La seconde percée scientifique a trait à de petites boîtes spécialement conçues appelées chambres microfluidiques, qui permettent aux scientifiques de cultiver différents types cellulaires dans des compartiments distincts. Ces compartiments font en sorte que les types cellulaires sont séparés, mais ces derniers peuvent communiquer entre eux par de minuscules sillons, de sorte qu’il est possible d’étudier les effets de changements localisés. Le Dr Stifani cultivera des cellules microgliales et des motoneurones à partir de cellules souches induites provenant d’échantillons de peau ou de sang fournis par des personnes atteintes d’une forme héréditaire de la SLA, notamment les porteurs de mutations dans les gènes SOD1, FUS ou C9orf72.
Un des principaux avantages de l’utilisation de chambres microfluidiques est que le Dr Stifani sera en mesure de mener un éventail d’expériences en modifiant les conditions pour les cellules microgliales, les motoneurones ou ces deux types cellulaires, pour voir ce qui se passera. Il comparera également les résultats obtenus avec ceux de cellules qui ne portent pas de mutations dans les gènes associés à la SLA. Une des façons dont il prévoit altérer les processus de communication entre les types cellulaires est en modifiant l’activité du facteur nucléaire kappa B (NF-kB), une protéine connue pour son rôle dans l’amplification des processus inflammatoires dans les cellules microgliales et la promotion de la dégénérescence des motoneurones dans la SLA.
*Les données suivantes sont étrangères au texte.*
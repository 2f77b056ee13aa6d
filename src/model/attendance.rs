use crate::model::location::GeoPoint;
use chrono::{NaiveDate, NaiveTime};
use serde::{Deserialize, Serialize};
use utoipa::ToSchema;

#[derive(
    Debug,
    Clone,
    Copy,
    PartialEq,
    Eq,
    Serialize,
    Deserialize,
    ToSchema,
    strum_macros::Display,
    strum_macros::EnumString,
)]
pub enum AttendanceStatus {
    Present,
    Absent,
    Leave,
}

#[derive(Debug, Clone, PartialEq, Serialize, Deserialize, ToSchema)]
#[serde(rename_all = "camelCase")]
#[schema(
    example = json!({
        "Id": 7,
        "employeeId": 1,
        "date": "2026-08-27",
        "checkInTime": "09:00:00",
        "checkOutTime": "17:30:00",
        "status": "Present",
        "hoursWorked": 8.5
    })
)]
pub struct AttendanceRecord {
    #[serde(rename = "Id")]
    pub id: u64,

    pub employee_id: u64,

    /// One record is intended per (employee, date).
    #[schema(value_type = String, format = "date")]
    pub date: NaiveDate,

    /// Wall-clock local time-of-day.
    #[serde(default, skip_serializing_if = "Option::is_none")]
    #[schema(value_type = Option<String>, example = "09:00:00")]
    pub check_in_time: Option<NaiveTime>,

    #[serde(default, skip_serializing_if = "Option::is_none")]
    #[schema(value_type = Option<String>, example = "17:30:00")]
    pub check_out_time: Option<NaiveTime>,

    #[serde(default, skip_serializing_if = "Option::is_none")]
    pub check_in_location: Option<GeoPoint>,

    #[serde(default, skip_serializing_if = "Option::is_none")]
    pub check_out_location: Option<GeoPoint>,

    pub status: AttendanceStatus,

    /// Set at checkout, rounded to 2 decimal places.
    #[serde(default, skip_serializing_if = "Option::is_none")]
    #[schema(example = 8.5)]
    pub hours_worked: Option<f64>,
}

impl AttendanceRecord {
    /// An open session: checked in, not yet checked out.
    pub fn is_open_session(&self) -> bool {
        self.check_in_time.is_some() && self.check_out_time.is_none()
    }
}

/// Payload for recording a day directly, outside the clock flow — absent or
/// leave markers, or manual corrections.
#[derive(Debug, Clone, Serialize, Deserialize, ToSchema)]
#[serde(rename_all = "camelCase")]
pub struct NewAttendanceRecord {
    pub employee_id: u64,

    #[schema(value_type = String, format = "date")]
    pub date: NaiveDate,

    #[serde(default, skip_serializing_if = "Option::is_none")]
    #[schema(value_type = Option<String>, example = "09:00:00")]
    pub check_in_time: Option<NaiveTime>,

    #[serde(default, skip_serializing_if = "Option::is_none")]
    #[schema(value_type = Option<String>, example = "17:30:00")]
    pub check_out_time: Option<NaiveTime>,

    #[serde(default, skip_serializing_if = "Option::is_none")]
    pub check_in_location: Option<GeoPoint>,

    #[serde(default, skip_serializing_if = "Option::is_none")]
    pub check_out_location: Option<GeoPoint>,

    pub status: AttendanceStatus,

    #[serde(default, skip_serializing_if = "Option::is_none")]
    pub hours_worked: Option<f64>,
}
use crate::error::ServiceError;
use crate::model::employee::{Employee, EmployeeStatus, NewEmployee};
use crate::service::EmployeeService;
use actix_web::{HttpResponse, web};
use serde::Deserialize;
use serde_json::Value;
use std::str::FromStr;
use tracing::debug;
use utoipa::{IntoParams, ToSchema};

#[derive(Debug, Deserialize, IntoParams, ToSchema)]
pub struct EmployeeQuery {
    /// Case-insensitive substring match across name, email, role and department
    pub search: Option<String>,
    /// Filter by exact department name
    pub department: Option<String>,
    /// Filter by status (Active, On Leave, Terminated)
    pub status: Option<String>,
}

/// List employees, optionally filtered
#[utoipa::path(
    get,
    path = "/api/v1/employees",
    params(EmployeeQuery),
    responses(
        (status = 200, description = "Matching employees", body = Vec<Employee>),
        (status = 400, description = "Unknown status filter")
    ),
    tag = "Employee"
)]
pub async fn list_employees(
    employees: web::Data<EmployeeService>,
    query: web::Query<EmployeeQuery>,
) -> Result<HttpResponse, ServiceError> {
    debug!(?query, "Listing employees");

    let mut result = match query.search.as_deref().map(str::trim) {
        Some(text) if !text.is_empty() => employees.search(text).await?,
        _ => employees.get_all().await?,
    };

    if let Some(department) = &query.department {
        result.retain(|e| &e.department == department);
    }
    if let Some(status) = &query.status {
        let status = EmployeeStatus::from_str(status)
            .map_err(|_| ServiceError::validation(format!("Unknown status '{status}'")))?;
        result.retain(|e| e.status == status);
    }

    Ok(HttpResponse::Ok().json(result))
}

/// Create an employee
#[utoipa::path(
    post,
    path = "/api/v1/employees",
    request_body = NewEmployee,
    responses(
        (status = 200, description = "Employee created", body = Employee),
        (status = 400, description = "Required field missing or malformed", body = Object, example = json!({
            "message": "Email is invalid"
        }))
    ),
    tag = "Employee"
)]
pub async fn create_employee(
    employees: web::Data<EmployeeService>,
    payload: web::Json<NewEmployee>,
) -> Result<HttpResponse, ServiceError> {
    let created = employees.create(payload.into_inner()).await?;
    tracing::info!(employee_id = created.id, "Employee created");
    Ok(HttpResponse::Ok().json(created))
}

/// Get an employee by id
#[utoipa::path(
    get,
    path = "/api/v1/employees/{id}",
    params(("id" = u64, Path, description = "Employee ID")),
    responses(
        (status = 200, description = "Employee found", body = Employee),
        (status = 404, description = "Employee not found", body = Object, example = json!({
            "message": "Employee not found"
        }))
    ),
    tag = "Employee"
)]
pub async fn get_employee(
    employees: web::Data<EmployeeService>,
    path: web::Path<u64>,
) -> Result<HttpResponse, ServiceError> {
    let employee = employees.get_by_id(path.into_inner()).await?;
    Ok(HttpResponse::Ok().json(employee))
}

/// Update an employee; supplied fields are merged, the id is immutable
#[utoipa::path(
    put,
    path = "/api/v1/employees/{id}",
    params(("id" = u64, Path, description = "Employee ID")),
    request_body = Object,
    responses(
        (status = 200, description = "Employee updated", body = Employee),
        (status = 400, description = "Invalid update payload"),
        (status = 404, description = "Employee not found")
    ),
    tag = "Employee"
)]
pub async fn update_employee(
    employees: web::Data<EmployeeService>,
    path: web::Path<u64>,
    payload: web::Json<Value>,
) -> Result<HttpResponse, ServiceError> {
    let updated = employees
        .update(path.into_inner(), payload.into_inner())
        .await?;
    Ok(HttpResponse::Ok().json(updated))
}

/// Delete an employee; returns the removed record
#[utoipa::path(
    delete,
    path = "/api/v1/employees/{id}",
    params(("id" = u64, Path, description = "Employee ID")),
    responses(
        (status = 200, description = "Employee deleted", body = Employee),
        (status = 404, description = "Employee not found")
    ),
    tag = "Employee"
)]
pub async fn delete_employee(
    employees: web::Data<EmployeeService>,
    path: web::Path<u64>,
) -> Result<HttpResponse, ServiceError> {
    let id = path.into_inner();
    let removed = employees.delete(id).await?;
    tracing::info!(employee_id = id, "Employee deleted");
    Ok(HttpResponse::Ok().json(removed))
}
« Nous espérons pouvoir déterminer si les motoneurones humains lésés envoient des signaux aux cellules microgliales pour activer les réponses immunitaires et voir si des changements dans l’activité de NF-kB influencent cette communication », explique le Dr Stifani. « Si une activité accrue de NF-kB contribue à accélérer l’effet toxique des cellules microgliales en présence de mutations liées à la SLA, alors la réduction de cette activité pourrait s’avérer une nouvelle cible importante pour la mise au point ultérieure de médicaments. »
Conformément au mandat de l’Institut et hôpital neurologiques de Montréal visant à devenir le premier institut de science ouverte du monde, le Dr Stifani prévoit partager des renseignements, des cultures cellulaires et des données expérimentales avec d’autres chercheurs intéressés de la communauté internationale de recherche sur la SLA.
Si le Dr Stifani réussit à découvrir les mécanismes de communication entre les cellules microgliales et les motoneurones humains et à trouver un moyen de modifier ce processus pendant l’évolution pathologique de la SLA, il prévoit que de sociétés pharmaceutiques pourraient se montrer très intéressées à utiliser les systèmes de co-culture de motoneurones et de cellules microgliales dérivés de patients atteints de la SLA dans le cadre de programmes futurs de découverte de médicaments.